Stored data entries:
== Segment start ==
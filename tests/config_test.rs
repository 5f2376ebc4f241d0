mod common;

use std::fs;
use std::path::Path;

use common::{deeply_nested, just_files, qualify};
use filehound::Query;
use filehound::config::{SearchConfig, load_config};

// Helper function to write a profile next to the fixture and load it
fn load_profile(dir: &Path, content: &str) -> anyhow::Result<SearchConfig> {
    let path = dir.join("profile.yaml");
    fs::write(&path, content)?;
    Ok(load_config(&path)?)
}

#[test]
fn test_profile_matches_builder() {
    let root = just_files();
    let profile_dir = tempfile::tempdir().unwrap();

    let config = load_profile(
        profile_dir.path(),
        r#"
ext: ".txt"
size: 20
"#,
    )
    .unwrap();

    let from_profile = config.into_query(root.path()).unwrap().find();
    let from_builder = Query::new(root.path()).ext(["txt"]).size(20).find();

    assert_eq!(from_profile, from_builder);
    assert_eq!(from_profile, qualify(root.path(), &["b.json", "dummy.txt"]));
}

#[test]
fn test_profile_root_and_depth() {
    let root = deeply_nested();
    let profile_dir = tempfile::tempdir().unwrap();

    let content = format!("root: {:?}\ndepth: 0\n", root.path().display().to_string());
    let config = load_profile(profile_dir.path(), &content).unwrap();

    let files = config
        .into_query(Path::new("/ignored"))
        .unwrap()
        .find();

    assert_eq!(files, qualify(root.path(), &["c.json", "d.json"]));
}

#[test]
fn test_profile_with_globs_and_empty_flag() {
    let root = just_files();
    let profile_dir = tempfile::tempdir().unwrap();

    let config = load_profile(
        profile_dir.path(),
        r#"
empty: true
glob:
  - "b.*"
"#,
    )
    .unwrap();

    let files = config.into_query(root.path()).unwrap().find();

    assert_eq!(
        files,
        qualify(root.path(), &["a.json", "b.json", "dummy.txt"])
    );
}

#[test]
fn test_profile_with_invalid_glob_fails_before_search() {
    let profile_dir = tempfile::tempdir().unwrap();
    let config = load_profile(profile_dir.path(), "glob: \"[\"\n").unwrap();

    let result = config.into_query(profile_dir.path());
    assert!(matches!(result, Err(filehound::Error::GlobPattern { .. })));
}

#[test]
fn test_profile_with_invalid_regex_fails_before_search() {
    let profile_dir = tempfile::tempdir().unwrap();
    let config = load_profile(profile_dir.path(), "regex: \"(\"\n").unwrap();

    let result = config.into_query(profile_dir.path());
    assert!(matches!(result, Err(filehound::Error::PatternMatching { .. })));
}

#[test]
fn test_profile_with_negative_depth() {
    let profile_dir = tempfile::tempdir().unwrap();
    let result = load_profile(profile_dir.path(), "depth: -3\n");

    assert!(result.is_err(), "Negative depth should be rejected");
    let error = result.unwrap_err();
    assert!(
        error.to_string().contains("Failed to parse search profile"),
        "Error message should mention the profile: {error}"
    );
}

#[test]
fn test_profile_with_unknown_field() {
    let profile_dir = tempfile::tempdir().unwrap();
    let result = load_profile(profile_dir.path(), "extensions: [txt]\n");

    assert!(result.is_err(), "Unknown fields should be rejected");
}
== Segment end ==
== Segment start ==
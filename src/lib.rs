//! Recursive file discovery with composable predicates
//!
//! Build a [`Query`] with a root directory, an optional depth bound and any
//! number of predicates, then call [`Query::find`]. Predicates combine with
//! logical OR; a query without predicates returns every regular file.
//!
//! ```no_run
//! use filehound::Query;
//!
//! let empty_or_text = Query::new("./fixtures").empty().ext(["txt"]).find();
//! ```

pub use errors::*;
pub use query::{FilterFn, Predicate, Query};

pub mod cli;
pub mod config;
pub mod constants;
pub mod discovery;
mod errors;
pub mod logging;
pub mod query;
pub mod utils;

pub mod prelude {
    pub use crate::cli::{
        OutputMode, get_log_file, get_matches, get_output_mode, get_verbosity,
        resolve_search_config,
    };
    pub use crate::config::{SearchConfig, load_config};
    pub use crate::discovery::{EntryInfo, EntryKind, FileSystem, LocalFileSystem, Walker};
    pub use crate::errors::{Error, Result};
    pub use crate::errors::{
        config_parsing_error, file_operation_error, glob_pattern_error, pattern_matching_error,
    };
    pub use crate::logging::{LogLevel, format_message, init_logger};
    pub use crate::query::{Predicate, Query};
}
== Segment end ==
**PROBLEM TO SOLVE:** In the entries above, locate every line with the word "filename" and copy it.

**ANSWER SECTION:**
filename tests/config_test.rs
filename src/lib.rs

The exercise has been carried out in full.